Activity: In the listing below, how many lines contain "flat"? Answer with the number alone.

---------- Source information ----------

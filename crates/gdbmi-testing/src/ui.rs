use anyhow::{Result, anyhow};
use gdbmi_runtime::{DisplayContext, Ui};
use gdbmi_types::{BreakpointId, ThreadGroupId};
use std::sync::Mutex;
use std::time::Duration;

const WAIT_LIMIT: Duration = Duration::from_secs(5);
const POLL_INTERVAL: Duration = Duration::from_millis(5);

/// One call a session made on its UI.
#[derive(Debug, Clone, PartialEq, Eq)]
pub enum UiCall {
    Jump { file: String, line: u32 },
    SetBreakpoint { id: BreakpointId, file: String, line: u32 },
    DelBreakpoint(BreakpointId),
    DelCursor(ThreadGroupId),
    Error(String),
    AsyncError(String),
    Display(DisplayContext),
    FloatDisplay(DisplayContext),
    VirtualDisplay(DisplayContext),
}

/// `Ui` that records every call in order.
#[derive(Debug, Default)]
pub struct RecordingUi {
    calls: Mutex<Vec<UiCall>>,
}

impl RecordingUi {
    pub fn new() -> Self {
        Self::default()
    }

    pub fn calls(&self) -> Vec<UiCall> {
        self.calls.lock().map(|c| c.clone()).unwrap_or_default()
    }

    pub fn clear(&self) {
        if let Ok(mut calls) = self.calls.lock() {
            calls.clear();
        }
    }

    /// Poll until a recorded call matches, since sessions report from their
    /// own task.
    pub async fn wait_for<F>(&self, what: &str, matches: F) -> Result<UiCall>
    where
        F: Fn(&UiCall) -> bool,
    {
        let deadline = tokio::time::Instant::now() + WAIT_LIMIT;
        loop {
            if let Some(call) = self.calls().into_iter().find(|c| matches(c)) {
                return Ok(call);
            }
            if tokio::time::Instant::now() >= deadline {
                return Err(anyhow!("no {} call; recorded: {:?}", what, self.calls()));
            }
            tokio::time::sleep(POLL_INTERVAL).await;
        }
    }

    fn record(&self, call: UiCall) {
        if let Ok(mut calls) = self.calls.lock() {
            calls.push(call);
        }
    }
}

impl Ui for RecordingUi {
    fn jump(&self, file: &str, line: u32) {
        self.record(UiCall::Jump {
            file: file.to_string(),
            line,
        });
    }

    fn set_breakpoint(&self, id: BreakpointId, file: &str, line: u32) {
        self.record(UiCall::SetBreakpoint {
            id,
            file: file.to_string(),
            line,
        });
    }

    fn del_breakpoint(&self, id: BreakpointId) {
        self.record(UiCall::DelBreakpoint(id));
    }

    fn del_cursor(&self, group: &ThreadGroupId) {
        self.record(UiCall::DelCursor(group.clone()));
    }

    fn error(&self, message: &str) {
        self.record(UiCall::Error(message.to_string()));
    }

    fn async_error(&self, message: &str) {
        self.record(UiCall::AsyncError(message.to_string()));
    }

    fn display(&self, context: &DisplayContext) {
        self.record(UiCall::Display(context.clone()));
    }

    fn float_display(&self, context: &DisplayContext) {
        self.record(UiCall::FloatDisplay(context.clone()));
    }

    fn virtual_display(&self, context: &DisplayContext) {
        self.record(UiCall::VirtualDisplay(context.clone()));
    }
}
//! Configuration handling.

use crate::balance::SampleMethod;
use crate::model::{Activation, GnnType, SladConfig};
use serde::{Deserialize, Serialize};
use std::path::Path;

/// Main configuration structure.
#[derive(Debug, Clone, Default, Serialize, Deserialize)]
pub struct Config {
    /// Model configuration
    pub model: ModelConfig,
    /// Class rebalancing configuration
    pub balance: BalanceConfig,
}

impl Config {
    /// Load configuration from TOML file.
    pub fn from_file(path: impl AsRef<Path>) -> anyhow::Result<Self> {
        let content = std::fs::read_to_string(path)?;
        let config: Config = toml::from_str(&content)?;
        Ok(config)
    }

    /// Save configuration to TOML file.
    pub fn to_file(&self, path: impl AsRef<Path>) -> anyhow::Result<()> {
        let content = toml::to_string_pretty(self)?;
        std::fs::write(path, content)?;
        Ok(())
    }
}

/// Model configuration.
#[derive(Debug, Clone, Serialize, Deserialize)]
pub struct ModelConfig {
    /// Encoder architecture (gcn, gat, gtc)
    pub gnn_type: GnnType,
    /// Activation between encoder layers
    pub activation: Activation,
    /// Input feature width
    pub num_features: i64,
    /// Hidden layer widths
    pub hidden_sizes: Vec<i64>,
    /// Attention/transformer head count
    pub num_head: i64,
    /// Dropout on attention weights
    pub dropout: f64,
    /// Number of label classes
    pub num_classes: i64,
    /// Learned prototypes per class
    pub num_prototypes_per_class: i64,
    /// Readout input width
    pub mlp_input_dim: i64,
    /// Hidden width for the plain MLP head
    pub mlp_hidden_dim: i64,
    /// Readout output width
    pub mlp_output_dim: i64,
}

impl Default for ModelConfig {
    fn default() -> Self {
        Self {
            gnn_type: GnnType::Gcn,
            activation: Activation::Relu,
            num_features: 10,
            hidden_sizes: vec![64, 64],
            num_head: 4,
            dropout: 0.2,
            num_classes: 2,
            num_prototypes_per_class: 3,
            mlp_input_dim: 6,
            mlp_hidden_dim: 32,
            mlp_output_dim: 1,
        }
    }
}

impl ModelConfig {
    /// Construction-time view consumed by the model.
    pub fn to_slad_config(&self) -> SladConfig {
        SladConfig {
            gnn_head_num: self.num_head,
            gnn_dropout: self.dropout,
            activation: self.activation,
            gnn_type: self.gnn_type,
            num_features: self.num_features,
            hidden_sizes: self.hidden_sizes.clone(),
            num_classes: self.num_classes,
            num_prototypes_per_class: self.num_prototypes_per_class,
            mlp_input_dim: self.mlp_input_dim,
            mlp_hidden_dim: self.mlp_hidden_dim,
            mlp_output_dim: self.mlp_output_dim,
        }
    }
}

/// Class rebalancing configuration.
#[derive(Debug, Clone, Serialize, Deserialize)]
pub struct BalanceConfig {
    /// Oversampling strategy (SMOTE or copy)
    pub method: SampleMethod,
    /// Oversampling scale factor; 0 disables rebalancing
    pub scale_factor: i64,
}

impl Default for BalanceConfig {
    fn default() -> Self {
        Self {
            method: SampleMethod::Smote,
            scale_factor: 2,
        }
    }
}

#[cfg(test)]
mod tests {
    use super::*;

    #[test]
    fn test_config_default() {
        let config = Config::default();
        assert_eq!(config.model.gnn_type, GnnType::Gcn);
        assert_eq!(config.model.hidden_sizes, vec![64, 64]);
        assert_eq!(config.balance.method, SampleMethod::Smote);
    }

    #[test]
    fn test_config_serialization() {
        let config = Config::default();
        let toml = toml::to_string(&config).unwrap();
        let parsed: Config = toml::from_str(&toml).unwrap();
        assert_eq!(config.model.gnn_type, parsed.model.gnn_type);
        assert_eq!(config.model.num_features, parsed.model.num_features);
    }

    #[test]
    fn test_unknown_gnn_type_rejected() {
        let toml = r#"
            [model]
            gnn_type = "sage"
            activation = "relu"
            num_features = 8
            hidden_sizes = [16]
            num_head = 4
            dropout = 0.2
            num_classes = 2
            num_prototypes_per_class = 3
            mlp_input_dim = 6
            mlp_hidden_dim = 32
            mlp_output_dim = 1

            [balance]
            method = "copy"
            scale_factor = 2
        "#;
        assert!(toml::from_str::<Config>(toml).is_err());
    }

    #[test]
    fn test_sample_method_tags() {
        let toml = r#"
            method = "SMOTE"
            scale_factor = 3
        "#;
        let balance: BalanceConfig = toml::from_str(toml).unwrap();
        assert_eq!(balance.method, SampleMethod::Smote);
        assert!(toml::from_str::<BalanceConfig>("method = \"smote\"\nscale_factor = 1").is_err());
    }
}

----------
---------- Source information ----------

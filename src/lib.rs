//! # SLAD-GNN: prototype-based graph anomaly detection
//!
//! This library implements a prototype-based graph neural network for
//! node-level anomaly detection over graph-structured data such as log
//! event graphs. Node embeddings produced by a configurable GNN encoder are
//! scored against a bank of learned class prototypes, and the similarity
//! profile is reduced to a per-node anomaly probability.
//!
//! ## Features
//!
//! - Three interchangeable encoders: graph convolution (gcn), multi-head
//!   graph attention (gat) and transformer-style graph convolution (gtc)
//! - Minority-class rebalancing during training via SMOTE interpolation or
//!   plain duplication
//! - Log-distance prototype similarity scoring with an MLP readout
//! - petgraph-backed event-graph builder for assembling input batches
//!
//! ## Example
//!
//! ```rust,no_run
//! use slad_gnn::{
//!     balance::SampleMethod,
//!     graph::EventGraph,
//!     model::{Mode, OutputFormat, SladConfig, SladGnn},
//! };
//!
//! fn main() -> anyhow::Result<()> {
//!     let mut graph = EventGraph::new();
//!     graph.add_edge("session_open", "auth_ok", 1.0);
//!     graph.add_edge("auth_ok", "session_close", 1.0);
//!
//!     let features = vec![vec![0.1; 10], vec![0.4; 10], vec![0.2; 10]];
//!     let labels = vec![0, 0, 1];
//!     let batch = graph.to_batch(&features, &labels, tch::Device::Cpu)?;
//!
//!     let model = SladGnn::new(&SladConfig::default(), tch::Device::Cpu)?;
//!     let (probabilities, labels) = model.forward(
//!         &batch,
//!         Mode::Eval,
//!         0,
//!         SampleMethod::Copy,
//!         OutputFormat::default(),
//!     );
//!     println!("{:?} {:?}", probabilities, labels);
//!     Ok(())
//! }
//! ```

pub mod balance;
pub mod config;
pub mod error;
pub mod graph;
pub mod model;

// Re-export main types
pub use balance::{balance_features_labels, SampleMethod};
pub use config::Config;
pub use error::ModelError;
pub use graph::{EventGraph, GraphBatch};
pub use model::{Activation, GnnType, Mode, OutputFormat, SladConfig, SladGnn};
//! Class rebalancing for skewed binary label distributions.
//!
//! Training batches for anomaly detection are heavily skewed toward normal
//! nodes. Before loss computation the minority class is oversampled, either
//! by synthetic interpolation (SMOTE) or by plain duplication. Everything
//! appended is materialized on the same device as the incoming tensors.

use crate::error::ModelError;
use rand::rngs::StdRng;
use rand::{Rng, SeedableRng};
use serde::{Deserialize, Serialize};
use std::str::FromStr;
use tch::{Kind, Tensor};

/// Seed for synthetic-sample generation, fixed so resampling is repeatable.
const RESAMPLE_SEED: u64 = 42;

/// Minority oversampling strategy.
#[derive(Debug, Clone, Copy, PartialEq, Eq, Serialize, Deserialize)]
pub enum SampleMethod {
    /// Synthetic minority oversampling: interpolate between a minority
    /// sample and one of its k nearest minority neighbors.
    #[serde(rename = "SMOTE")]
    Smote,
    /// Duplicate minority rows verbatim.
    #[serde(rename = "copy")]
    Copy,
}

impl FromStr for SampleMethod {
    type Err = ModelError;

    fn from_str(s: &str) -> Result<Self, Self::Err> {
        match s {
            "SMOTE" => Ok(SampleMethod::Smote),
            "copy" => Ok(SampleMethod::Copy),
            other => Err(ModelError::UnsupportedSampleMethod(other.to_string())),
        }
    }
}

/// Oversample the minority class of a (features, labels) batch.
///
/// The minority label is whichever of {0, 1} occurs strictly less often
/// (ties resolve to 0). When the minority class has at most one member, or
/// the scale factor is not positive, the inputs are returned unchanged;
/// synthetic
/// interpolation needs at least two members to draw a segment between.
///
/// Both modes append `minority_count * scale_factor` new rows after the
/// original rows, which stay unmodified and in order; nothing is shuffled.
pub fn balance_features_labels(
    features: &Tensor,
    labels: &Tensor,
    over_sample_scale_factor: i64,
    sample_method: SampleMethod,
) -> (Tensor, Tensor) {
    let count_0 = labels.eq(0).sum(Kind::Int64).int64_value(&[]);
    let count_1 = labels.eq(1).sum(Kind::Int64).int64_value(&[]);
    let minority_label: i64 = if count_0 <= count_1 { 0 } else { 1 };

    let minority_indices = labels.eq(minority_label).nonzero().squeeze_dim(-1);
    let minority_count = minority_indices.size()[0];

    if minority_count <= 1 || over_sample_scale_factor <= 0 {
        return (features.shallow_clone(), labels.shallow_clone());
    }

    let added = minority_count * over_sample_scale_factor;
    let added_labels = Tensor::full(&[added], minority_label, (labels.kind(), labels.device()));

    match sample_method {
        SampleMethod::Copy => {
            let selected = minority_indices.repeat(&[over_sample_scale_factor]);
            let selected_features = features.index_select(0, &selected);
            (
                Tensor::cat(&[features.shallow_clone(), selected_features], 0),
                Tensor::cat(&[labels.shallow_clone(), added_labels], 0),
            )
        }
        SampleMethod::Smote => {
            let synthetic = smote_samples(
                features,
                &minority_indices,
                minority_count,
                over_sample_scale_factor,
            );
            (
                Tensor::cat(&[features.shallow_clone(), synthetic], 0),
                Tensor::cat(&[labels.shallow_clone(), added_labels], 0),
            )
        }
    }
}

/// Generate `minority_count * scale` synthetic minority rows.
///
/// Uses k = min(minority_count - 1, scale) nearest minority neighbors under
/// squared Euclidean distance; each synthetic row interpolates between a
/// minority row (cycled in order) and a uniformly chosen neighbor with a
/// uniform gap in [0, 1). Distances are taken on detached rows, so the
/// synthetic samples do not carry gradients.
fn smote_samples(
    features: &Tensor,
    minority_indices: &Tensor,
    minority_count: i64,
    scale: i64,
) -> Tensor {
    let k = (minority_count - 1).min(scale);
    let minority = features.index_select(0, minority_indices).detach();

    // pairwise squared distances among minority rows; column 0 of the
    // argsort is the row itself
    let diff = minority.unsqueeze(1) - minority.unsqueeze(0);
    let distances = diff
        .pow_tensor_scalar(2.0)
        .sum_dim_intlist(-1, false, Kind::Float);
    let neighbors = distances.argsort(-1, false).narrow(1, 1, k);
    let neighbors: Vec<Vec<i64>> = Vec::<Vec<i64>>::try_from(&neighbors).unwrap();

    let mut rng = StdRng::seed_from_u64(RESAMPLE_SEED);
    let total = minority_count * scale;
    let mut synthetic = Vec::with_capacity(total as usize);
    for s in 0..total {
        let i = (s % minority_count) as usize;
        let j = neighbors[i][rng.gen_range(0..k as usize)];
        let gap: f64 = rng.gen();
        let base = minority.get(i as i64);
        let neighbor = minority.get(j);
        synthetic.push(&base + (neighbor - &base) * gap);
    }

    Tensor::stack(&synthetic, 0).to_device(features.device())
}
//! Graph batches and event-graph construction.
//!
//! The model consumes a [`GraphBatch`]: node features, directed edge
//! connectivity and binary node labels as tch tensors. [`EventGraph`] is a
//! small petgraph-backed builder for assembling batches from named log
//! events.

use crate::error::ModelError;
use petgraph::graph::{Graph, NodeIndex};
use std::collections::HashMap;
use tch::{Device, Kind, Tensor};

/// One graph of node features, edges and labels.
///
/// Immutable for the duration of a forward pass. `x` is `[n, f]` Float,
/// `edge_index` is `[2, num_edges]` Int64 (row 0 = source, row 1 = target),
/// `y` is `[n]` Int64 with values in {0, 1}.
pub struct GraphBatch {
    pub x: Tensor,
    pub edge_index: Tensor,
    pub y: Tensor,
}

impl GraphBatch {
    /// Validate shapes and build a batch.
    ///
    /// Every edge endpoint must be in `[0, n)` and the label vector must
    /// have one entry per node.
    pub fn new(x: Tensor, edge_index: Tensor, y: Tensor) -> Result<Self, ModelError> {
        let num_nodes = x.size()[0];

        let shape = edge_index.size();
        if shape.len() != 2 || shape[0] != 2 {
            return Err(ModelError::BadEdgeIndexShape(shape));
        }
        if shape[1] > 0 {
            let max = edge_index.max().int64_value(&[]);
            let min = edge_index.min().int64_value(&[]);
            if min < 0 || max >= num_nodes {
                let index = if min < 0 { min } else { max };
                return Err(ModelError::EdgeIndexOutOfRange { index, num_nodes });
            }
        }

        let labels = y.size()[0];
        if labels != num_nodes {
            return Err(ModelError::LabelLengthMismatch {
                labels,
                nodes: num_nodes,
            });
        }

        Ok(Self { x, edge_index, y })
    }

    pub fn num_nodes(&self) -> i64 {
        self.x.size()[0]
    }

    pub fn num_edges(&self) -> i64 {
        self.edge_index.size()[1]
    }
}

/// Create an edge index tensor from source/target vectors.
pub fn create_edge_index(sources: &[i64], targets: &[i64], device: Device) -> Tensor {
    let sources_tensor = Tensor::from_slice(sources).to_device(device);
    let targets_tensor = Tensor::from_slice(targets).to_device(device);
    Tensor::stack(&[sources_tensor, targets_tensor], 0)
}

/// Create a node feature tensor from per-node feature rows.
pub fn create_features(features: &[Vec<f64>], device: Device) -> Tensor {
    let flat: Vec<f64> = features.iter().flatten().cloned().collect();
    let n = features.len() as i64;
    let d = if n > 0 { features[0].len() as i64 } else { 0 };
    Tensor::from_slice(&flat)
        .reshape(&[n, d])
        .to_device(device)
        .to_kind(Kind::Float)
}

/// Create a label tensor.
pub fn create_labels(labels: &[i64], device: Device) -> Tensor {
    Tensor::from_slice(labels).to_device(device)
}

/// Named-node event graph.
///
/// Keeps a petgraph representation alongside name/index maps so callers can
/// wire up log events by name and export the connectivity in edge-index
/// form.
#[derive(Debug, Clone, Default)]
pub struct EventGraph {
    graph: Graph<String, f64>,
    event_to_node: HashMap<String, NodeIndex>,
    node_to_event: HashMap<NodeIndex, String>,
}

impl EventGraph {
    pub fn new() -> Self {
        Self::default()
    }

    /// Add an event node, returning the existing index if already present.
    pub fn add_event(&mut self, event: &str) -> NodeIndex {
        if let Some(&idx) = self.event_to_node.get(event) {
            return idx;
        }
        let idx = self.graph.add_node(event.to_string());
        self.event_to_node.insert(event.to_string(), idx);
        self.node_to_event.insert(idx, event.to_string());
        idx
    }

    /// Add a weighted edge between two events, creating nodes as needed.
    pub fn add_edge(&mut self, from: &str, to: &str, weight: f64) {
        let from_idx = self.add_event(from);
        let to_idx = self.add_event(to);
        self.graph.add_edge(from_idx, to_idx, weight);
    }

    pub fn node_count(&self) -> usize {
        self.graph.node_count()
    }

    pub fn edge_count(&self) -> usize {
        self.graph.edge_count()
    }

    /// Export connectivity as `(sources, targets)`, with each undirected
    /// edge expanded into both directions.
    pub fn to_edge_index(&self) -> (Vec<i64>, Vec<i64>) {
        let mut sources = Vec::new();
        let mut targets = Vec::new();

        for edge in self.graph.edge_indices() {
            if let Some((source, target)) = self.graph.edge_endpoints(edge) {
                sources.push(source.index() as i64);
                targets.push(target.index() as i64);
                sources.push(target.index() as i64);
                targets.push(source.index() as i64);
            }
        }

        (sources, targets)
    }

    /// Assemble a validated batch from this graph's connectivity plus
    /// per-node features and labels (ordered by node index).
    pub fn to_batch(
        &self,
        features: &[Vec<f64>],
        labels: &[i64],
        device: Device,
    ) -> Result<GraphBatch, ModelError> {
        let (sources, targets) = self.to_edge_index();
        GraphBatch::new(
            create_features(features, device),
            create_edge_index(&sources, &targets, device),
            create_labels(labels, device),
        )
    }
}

----------
---------- Source information ----------

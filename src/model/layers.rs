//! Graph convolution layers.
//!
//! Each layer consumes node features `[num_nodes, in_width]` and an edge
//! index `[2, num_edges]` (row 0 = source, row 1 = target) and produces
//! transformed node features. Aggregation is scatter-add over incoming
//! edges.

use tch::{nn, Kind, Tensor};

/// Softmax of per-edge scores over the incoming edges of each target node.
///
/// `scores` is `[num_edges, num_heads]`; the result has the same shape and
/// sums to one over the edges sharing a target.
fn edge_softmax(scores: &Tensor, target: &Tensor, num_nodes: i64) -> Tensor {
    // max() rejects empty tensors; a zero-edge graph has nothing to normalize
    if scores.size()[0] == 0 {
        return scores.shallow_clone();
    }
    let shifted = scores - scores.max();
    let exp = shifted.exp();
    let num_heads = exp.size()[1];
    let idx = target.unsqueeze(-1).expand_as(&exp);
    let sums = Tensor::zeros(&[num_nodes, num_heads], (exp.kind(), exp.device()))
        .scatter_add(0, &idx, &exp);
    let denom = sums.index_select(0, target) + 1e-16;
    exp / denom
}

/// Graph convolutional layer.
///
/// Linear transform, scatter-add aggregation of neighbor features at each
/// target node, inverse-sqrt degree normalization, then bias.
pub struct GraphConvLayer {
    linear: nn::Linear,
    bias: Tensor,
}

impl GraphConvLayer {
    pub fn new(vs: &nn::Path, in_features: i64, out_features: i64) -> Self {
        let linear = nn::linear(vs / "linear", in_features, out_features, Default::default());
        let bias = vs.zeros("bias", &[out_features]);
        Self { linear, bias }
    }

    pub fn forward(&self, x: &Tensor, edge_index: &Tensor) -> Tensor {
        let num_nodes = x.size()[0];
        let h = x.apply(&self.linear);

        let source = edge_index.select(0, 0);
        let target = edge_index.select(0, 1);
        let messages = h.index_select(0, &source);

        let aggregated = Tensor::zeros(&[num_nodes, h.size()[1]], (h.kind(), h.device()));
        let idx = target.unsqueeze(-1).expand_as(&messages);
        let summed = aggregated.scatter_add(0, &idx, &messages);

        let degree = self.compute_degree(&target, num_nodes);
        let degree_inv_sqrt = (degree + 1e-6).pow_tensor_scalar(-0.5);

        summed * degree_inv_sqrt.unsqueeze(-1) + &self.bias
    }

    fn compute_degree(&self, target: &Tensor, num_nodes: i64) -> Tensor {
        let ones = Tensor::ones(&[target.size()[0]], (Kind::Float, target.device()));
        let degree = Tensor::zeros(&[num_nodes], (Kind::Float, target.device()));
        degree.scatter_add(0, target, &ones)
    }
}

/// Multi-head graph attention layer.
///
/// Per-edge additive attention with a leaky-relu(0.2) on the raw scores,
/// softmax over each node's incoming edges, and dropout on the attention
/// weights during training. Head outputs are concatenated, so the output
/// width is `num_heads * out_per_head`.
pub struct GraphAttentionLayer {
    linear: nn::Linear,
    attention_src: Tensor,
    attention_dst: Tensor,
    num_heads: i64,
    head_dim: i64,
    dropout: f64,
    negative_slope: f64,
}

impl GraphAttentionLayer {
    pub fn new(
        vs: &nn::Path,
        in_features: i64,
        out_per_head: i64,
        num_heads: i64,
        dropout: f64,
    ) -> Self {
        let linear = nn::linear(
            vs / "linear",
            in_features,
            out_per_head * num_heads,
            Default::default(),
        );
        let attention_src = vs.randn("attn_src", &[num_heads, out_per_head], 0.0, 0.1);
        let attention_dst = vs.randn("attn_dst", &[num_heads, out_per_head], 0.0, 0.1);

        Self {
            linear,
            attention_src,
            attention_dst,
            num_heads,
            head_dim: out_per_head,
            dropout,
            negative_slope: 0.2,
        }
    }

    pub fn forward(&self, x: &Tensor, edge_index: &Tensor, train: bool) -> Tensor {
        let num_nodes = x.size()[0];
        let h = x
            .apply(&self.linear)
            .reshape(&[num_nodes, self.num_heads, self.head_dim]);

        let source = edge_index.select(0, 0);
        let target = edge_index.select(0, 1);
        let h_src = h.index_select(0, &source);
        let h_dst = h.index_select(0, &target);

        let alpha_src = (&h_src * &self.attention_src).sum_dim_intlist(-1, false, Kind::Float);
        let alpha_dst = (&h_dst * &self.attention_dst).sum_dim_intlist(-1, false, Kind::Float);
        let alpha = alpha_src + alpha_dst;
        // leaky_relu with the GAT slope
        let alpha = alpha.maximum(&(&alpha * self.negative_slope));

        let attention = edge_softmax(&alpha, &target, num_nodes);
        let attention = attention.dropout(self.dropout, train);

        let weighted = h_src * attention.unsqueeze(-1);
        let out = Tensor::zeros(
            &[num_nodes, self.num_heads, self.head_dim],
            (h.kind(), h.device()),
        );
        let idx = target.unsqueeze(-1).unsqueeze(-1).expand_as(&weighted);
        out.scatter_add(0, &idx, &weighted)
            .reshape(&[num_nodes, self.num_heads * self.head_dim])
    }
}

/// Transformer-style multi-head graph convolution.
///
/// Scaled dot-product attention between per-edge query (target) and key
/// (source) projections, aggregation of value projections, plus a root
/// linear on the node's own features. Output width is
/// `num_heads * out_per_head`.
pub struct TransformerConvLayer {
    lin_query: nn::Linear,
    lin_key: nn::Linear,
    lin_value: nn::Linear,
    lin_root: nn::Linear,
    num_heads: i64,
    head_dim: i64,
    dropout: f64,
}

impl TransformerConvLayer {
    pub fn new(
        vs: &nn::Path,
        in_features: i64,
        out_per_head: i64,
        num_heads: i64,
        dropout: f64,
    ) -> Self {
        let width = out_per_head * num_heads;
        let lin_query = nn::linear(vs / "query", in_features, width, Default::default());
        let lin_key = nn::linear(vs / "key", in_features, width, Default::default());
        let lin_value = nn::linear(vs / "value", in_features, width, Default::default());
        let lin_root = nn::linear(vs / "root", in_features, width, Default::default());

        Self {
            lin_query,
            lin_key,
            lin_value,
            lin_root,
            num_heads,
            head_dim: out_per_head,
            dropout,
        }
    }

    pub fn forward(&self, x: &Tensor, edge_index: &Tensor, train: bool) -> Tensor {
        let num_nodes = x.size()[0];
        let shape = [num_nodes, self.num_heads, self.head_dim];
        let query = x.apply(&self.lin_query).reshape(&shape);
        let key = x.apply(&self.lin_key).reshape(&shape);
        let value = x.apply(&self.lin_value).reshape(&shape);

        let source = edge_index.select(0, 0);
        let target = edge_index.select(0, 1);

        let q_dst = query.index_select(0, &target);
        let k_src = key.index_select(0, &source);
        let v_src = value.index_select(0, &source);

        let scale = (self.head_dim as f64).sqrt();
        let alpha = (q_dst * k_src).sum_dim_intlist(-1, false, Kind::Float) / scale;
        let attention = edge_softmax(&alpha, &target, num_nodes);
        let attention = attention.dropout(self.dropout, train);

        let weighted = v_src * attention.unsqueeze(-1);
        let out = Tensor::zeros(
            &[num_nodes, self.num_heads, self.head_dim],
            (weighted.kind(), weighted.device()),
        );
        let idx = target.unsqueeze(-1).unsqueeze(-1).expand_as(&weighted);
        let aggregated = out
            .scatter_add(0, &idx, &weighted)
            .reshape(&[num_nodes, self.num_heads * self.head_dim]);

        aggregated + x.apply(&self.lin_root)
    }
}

----------

Your response: 2